Work instructions
In the records below, find the line with "fn stage(&self, image: &EncodedImage)" and the line with "builder.tempfile_in(dir)". Print both exactly, along with every line between them, and no other line.

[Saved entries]
● ● ● ● ●

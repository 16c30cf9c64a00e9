use std::borrow::Cow;
use std::io::Write;
use std::path::{Path, PathBuf};
use std::process::Command;

use anyhow::Context;

use crate::export::delivery::{DeliveryKind, DeliveryTarget};
use crate::export::encode::{EncodedImage, PNG_MIME};
use crate::foundation::error::{PackshotError, PackshotResult};

/// Shares through an external program, which receives the path of a temporary PNG.
///
/// Unsupported when no program is configured.
#[derive(Clone, Debug, Default, PartialEq, Eq)]
pub struct CommandShare {
    program: Option<String>,
    args: Vec<String>,
    staging_dir: Option<PathBuf>,
}

impl CommandShare {
    /// Parse a whitespace-separated command line; `None` or blank disables sharing.
    pub fn from_command_line(cmd: Option<&str>) -> Self {
        let mut parts = cmd.unwrap_or_default().split_whitespace().map(str::to_string);
        Self {
            program: parts.next(),
            args: parts.collect(),
            staging_dir: None,
        }
    }

    /// Stage temporary files under `dir` instead of the system temp directory.
    pub fn with_staging_dir(mut self, dir: impl Into<PathBuf>) -> Self {
        self.staging_dir = Some(dir.into());
        self
    }

    /// Write the PNG to a uniquely named file; it is removed when the handle drops.
    fn stage(&self, image: &EncodedImage) -> PackshotResult<tempfile::NamedTempFile> {
        let stem = image
            .file_name()
            .strip_suffix(".png")
            .unwrap_or(image.file_name());
        let mut builder = tempfile::Builder::new();
        builder.prefix(stem).suffix(".png");
        let mut file = match &self.staging_dir {
            Some(dir) => {
                std::fs::create_dir_all(dir)
                    .with_context(|| format!("create staging dir '{}'", dir.display()))?;
                builder.tempfile_in(dir)
            }
            None => builder.tempfile(),
        }
        .context("create staged png")?;
        file.write_all(image.bytes())
            .and_then(|()| file.flush())
            .with_context(|| format!("write staged png '{}'", file.path().display()))?;
        Ok(file)
    }
}

impl DeliveryTarget for CommandShare {
    fn kind(&self) -> DeliveryKind {
        DeliveryKind::Share
    }

    fn supports(&self, mime: &str) -> bool {
        self.program.is_some() && mime == PNG_MIME
    }

    fn deliver(&self, image: &EncodedImage) -> PackshotResult<String> {
        let Some(program) = &self.program else {
            return Err(PackshotError::delivery("no share command configured"));
        };
        let staged = self.stage(image)?;

        let output = Command::new(program)
            .args(&self.args)
            .arg(staged.path())
            .output()
            .map_err(|e| PackshotError::delivery(format!("failed to spawn '{program}': {e}")))?;
        if !output.status.success() {
            let stderr = String::from_utf8_lossy(&output.stderr);
            return Err(PackshotError::delivery(format!(
                "'{program}' exited with status {}: {}",
                output.status,
                stderr.trim()
            )));
        }
        Ok(format!("shared {} via {program}", image.file_name()))
    }
}

/// Writes the decoded pixels to the system clipboard.
///
/// Unsupported when no clipboard can be opened, e.g. on a headless machine. A clipboard that
/// opens but rejects the write is a failure.
#[derive(Clone, Copy, Debug, Default, PartialEq, Eq)]
pub struct SystemClipboard;

impl DeliveryTarget for SystemClipboard {
    fn kind(&self) -> DeliveryKind {
        DeliveryKind::Clipboard
    }

    fn supports(&self, mime: &str) -> bool {
        mime == PNG_MIME && arboard::Clipboard::new().is_ok()
    }

    fn deliver(&self, image: &EncodedImage) -> PackshotResult<String> {
        let rgba = image.decode_rgba8()?;
        let mut clip = arboard::Clipboard::new()
            .map_err(|e| PackshotError::delivery(format!("clipboard unavailable: {e}")))?;
        clip.set_image(arboard::ImageData {
            width: image.width() as usize,
            height: image.height() as usize,
            bytes: Cow::Owned(rgba),
        })
        .map_err(|e| PackshotError::delivery(format!("clipboard write failed: {e}")))?;
        Ok(format!("copied {} to clipboard", image.size()))
    }
}

/// Saves the PNG into a directory without overwriting existing files.
#[derive(Clone, Debug, PartialEq, Eq)]
pub struct Download {
    dir: PathBuf,
}

impl Download {
    /// Save into `dir`, creating it on first use.
    pub fn new(dir: impl Into<PathBuf>) -> Self {
        Self { dir: dir.into() }
    }

    /// Target directory.
    pub fn dir(&self) -> &Path {
        &self.dir
    }
}

impl DeliveryTarget for Download {
    fn kind(&self) -> DeliveryKind {
        DeliveryKind::Download
    }

    fn supports(&self, _mime: &str) -> bool {
        true
    }

    fn deliver(&self, image: &EncodedImage) -> PackshotResult<String> {
        std::fs::create_dir_all(&self.dir)
            .with_context(|| format!("create download dir '{}'", self.dir.display()))?;
        let path = write_new_file(&self.dir, image.file_name(), image.bytes())?;
        Ok(format!("saved {}", path.display()))
    }
}

/// Write `bytes` to `dir/name`, or `name (1)`, `name (2)`, ... if taken.
///
/// A file that cannot be written completely is removed again.
pub fn write_new_file(dir: &Path, name: &str, bytes: &[u8]) -> PackshotResult<PathBuf> {
    let (stem, ext) = match name.rsplit_once('.') {
        Some((s, e)) if !s.is_empty() => (s, Some(e)),
        _ => (name, None),
    };

    for n in 0u32.. {
        let candidate = match (n, ext) {
            (0, _) => name.to_string(),
            (n, Some(ext)) => format!("{stem} ({n}).{ext}"),
            (n, None) => format!("{stem} ({n})"),
        };
        let path = dir.join(candidate);
        let file = std::fs::OpenOptions::new()
            .write(true)
            .create_new(true)
            .open(&path);
        match file {
            Ok(f) => {
                write_or_remove(&path, f, bytes)?;
                return Ok(path);
            }
            Err(e) if e.kind() == std::io::ErrorKind::AlreadyExists => continue,
            Err(e) => {
                return Err(PackshotError::delivery(format!(
                    "open '{}': {e}",
                    path.display()
                )));
            }
        }
    }
    Err(PackshotError::delivery("no free file name"))
}

fn write_or_remove(path: &Path, mut out: impl Write, bytes: &[u8]) -> PackshotResult<()> {
    let written = out.write_all(bytes).and_then(|()| out.flush());
    drop(out);
    if let Err(e) = written {
        if let Err(rm) = std::fs::remove_file(path) {
            tracing::warn!(path = %path.display(), error = %rm, "partial file left behind");
        }
        return Err(PackshotError::delivery(format!(
            "write '{}': {e}",
            path.display()
        )));
    }
    Ok(())
}

#[cfg(test)]
#[path = "../../tests/unit/export/targets.rs"]
mod tests;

● ● ● ● ●

Completed task
    fn stage(&self, image: &EncodedImage) -> PackshotResult<tempfile::NamedTempFile> {
        let stem = image
            .file_name()
            .strip_suffix(".png")
            .unwrap_or(image.file_name());
        let mut builder = tempfile::Builder::new();
        builder.prefix(stem).suffix(".png");
        let mut file = match &self.staging_dir {
            Some(dir) => {
                std::fs::create_dir_all(dir)
                    .with_context(|| format!("create staging dir '{}'", dir.display()))?;
                builder.tempfile_in(dir)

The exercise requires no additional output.